Nitric oxide (NO), a free radical gas whose production is catalyzed by the enzyme NO synthase, participates in the regulation of multiple organ systems. The inducible isoform of NO synthase (iNOS) is transcriptionally up-regulated by inflammatory stimuli; a critical mediator of this process is nuclear factor (NF)- Kappa B. Our objective was to determine which regulatory elements other than NF- Kappa B binding sites are important for activation of the iNOS promoter/enhancer. We also wanted to identify transcription factors that may be functioning in conjunction with NF- Kappa B (subunits p50 and p65) to drive iNOS transcription.
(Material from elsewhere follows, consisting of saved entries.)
use clap::{Parser, Subcommand};
use promptcraft_core::views;
use promptcraft_core::{Category, HistoryItem, HistoryStore, PromptOptimizer, MAX_PROMPT_LEN};
use std::path::PathBuf;

#[derive(Parser)]
#[command(name = "promptcraft")]
#[command(about = "Optimize prompts with Gemini and browse the local optimization history")]
#[command(version)]
struct Cli {
    /// Path to the history database (defaults to ~/.local/share/promptcraft/promptcraft.db)
    #[arg(long, global = true)]
    db: Option<PathBuf>,

    #[command(subcommand)]
    command: Commands,
}

#[derive(Subcommand)]
enum Commands {
    /// Optimize a prompt and store the result in the history
    Optimize {
        /// The prompt text to optimize (max 5000 characters)
        prompt: String,

        /// Category context: General, Code Generation, Creative Writing,
        /// Data Analysis, Business Communication or Educational Content
        #[arg(long, default_value = "General")]
        category: String,

        /// Gemini model override (defaults to gemini-2.5-flash)
        #[arg(long)]
        model: Option<String>,

        /// Output as JSON
        #[arg(long)]
        json: bool,
    },

    /// List history items, newest first
    List {
        /// Filter by category
        #[arg(long)]
        category: Option<String>,

        /// Output as JSON
        #[arg(long)]
        json: bool,
    },

    /// Search the history for a substring of the original or optimized prompt
    Search {
        /// Search query (case-insensitive)
        query: String,

        /// Output as JSON
        #[arg(long)]
        json: bool,
    },

    /// Show the most recent history items
    Recent {
        /// Number of items to show
        #[arg(long, default_value_t = 5)]
        limit: usize,

        /// Output as JSON
        #[arg(long)]
        json: bool,
    },

    /// Toggle the bookmark flag on an item
    Bookmark {
        /// The history item ID
        id: String,
    },

    /// Delete an item by ID
    Delete {
        /// The history item ID
        id: String,
    },

    /// Delete the entire history
    Clear,

    /// Show aggregate history statistics
    Stats,

    /// Show history database path
    DbPath,
}

fn get_store(db_path: Option<PathBuf>) -> Result<HistoryStore, String> {
    match db_path {
        Some(path) => HistoryStore::with_path(&path),
        None => HistoryStore::new(),
    }
    .map_err(|e| e.to_string())
}

fn parse_category(label: &str) -> Result<Category, String> {
    label.parse()
}

fn main() {
    tracing_subscriber::fmt()
        .with_env_filter(
            tracing_subscriber::EnvFilter::try_from_default_env()
                .unwrap_or_else(|_| tracing_subscriber::EnvFilter::new("warn")),
        )
        .with_writer(std::io::stderr)
        .init();

    let cli = Cli::parse();

    if let Err(e) = run(cli) {
        eprintln!("Error: {e}");
        std::process::exit(1);
    }
}

fn run(cli: Cli) -> Result<(), String> {
    match cli.command {
        Commands::Optimize {
            prompt,
            category,
            model,
            json,
        } => {
            let prompt = prompt.trim().to_string();
            if prompt.is_empty() {
                return Err("prompt must not be empty".to_string());
            }
            if prompt.chars().count() > MAX_PROMPT_LEN {
                return Err(format!("prompt exceeds the {MAX_PROMPT_LEN} character limit"));
            }
            let category = parse_category(&category)?;

            let mut optimizer = PromptOptimizer::from_env().map_err(|e| e.to_string())?;
            if let Some(model) = model {
                optimizer = optimizer.with_model(model);
            }

            let runtime = tokio::runtime::Builder::new_current_thread()
                .enable_all()
                .build()
                .map_err(|e| format!("failed to start async runtime: {e}"))?;

            let result = match runtime.block_on(optimizer.optimize(&prompt, category)) {
                Ok(result) => result,
                Err(e) => {
                    tracing::error!(error = %e, "optimization failed");
                    return Err(e.user_message().to_string());
                }
            };

            let store = get_store(cli.db)?;
            let item = store.append(result).map_err(|e| e.to_string())?;

            if json {
                println!("{}", serde_json::to_string_pretty(&item).unwrap());
            } else {
                print_result(&item);
            }
            Ok(())
        }

        Commands::List { category, json } => {
            let store = get_store(cli.db)?;
            let category = category.map(|c| parse_category(&c)).transpose()?;
            let items = views::filter_by_category(&store.list(), category);
            print_items(&items, json);
            Ok(())
        }

        Commands::Search { query, json } => {
            let store = get_store(cli.db)?;
            let items = views::search(&store.list(), &query);
            if items.is_empty() && !json {
                println!("No items matching '{query}'");
                return Ok(());
            }
            print_items(&items, json);
            Ok(())
        }

        Commands::Recent { limit, json } => {
            let store = get_store(cli.db)?;
            let history = store.list();
            let items = views::recent(&history, limit);
            print_items(items, json);
            Ok(())
        }

        Commands::Bookmark { id } => {
            let store = get_store(cli.db)?;
            let history = store.toggle_bookmark(&id).map_err(|e| e.to_string())?;
            match history.iter().find(|item| item.id == id) {
                Some(item) if item.is_bookmarked => println!("Item {id} bookmarked"),
                Some(_) => println!("Item {id} unbookmarked"),
                None => {
                    eprintln!("Item {id} not found");
                    std::process::exit(1);
                }
            }
            Ok(())
        }

        Commands::Delete { id } => {
            let store = get_store(cli.db)?;
            let before = store.list().len();
            let history = store.delete(&id).map_err(|e| e.to_string())?;
            if history.len() < before {
                println!("Item {id} deleted");
            } else {
                eprintln!("Item {id} not found");
                std::process::exit(1);
            }
            Ok(())
        }

        Commands::Clear => {
            let store = get_store(cli.db)?;
            store.clear().map_err(|e| e.to_string())?;
            println!("History cleared");
            Ok(())
        }

        Commands::Stats => {
            let store = get_store(cli.db)?;
            let stats = views::stats(&store.list());
            println!("Total optimizations:   {}", stats.total);
            println!("Saved favorites:       {}", stats.bookmarked);
            match stats.average_rating {
                Some(avg) => println!("Avg. original quality: {avg:.1}/5"),
                None => println!("Avg. original quality: -"),
            }
            Ok(())
        }

        Commands::DbPath => {
            match cli.db {
                Some(path) => println!("{}", path.display()),
                None => println!("{}", HistoryStore::db_path().map_err(|e| e.to_string())?.display()),
            }
            Ok(())
        }
    }
}

fn print_result(item: &HistoryItem) {
    println!("Category: {}", item.category);
    if let Some(rating) = item.rating {
        println!("Original quality: {rating}/5");
    }
    println!("\nOptimized prompt:\n{}", item.optimized_prompt);
    if !item.analysis_notes.is_empty() {
        println!("\nAnalysis:\n{}", item.analysis_notes);
    }
    if !item.improvements.is_empty() {
        println!("\nImprovements:");
        for improvement in &item.improvements {
            println!("  - {}: {}", improvement.kind, improvement.description);
        }
    }
    println!("\nSaved as {}", item.id);
}

fn print_items(items: &[HistoryItem], json: bool) {
    if json {
        println!("{}", serde_json::to_string_pretty(items).unwrap());
        return;
    }
    if items.is_empty() {
        println!("No history items found");
        return;
    }
    let header = format!(
        "{:<38} {:<12} {:<24} {:<7} {:<4} {}",
        "ID", "DATE", "CATEGORY", "RATING", "FAV", "PROMPT"
    );
    println!("{header}");
    println!("{}", "-".repeat(110));
    for item in items {
        let date = chrono::DateTime::from_timestamp_millis(item.timestamp)
            .map(|dt| dt.format("%Y-%m-%d").to_string())
            .unwrap_or_else(|| "-".to_string());
        let rating = item
            .rating
            .map(|r| format!("{r}/5"))
            .unwrap_or_else(|| "-".to_string());
        let fav = if item.is_bookmarked { "*" } else { "" };
        let prompt_display = if item.original_prompt.chars().count() > 40 {
            let truncated: String = item.original_prompt.chars().take(37).collect();
            format!("{truncated}...")
        } else {
            item.original_prompt.clone()
        };
        println!(
            "{:<38} {:<12} {:<24} {:<7} {:<4} {}",
            item.id,
            date,
            item.category.as_str(),
            rating,
            fav,
            prompt_display
        );
    }
    println!("\nTotal: {} items", items.len());
}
Deletion analysis of the iNOS promoter/enhancer revealed that an AT-rich sequence (-61 to -54) downstream of the NF- Kappa B site (-85 to -76) in the 5'-flanking sequence was important for iNOS induction by interleukin-1 beta and endotoxin in vascular smooth muscle cells. This AT-rich sequence, corresponding to an octamer (Oct) binding site, bound the architectural transcription factor high mobility group (HMG)- I(Y) protein. Electrophoretic mobility shift assays showed that HMG-I(Y) and NF- Kappa B subunit p50 bound to the iNOS promoter/enhancer to form a ternary complex. The formation of this complex required HMG-I(Y) binding at the Oct site. The location of an HMG-I(Y) binding site typically overlaps that of a recruited transcription factor. In the iNOS promoter/enhancer, however, HMG-I(Y) formed a complex with p50 while binding downstream of the NF- Kappa B site. Furthermore, overexpression of HMG-I(Y) potentiated iNOS promoter/enhancer activity by p50 and p65 in transfection experiments, suggesting that HMG-I(Y) contributes to the transactivation of iNOS by NF- Kappa B.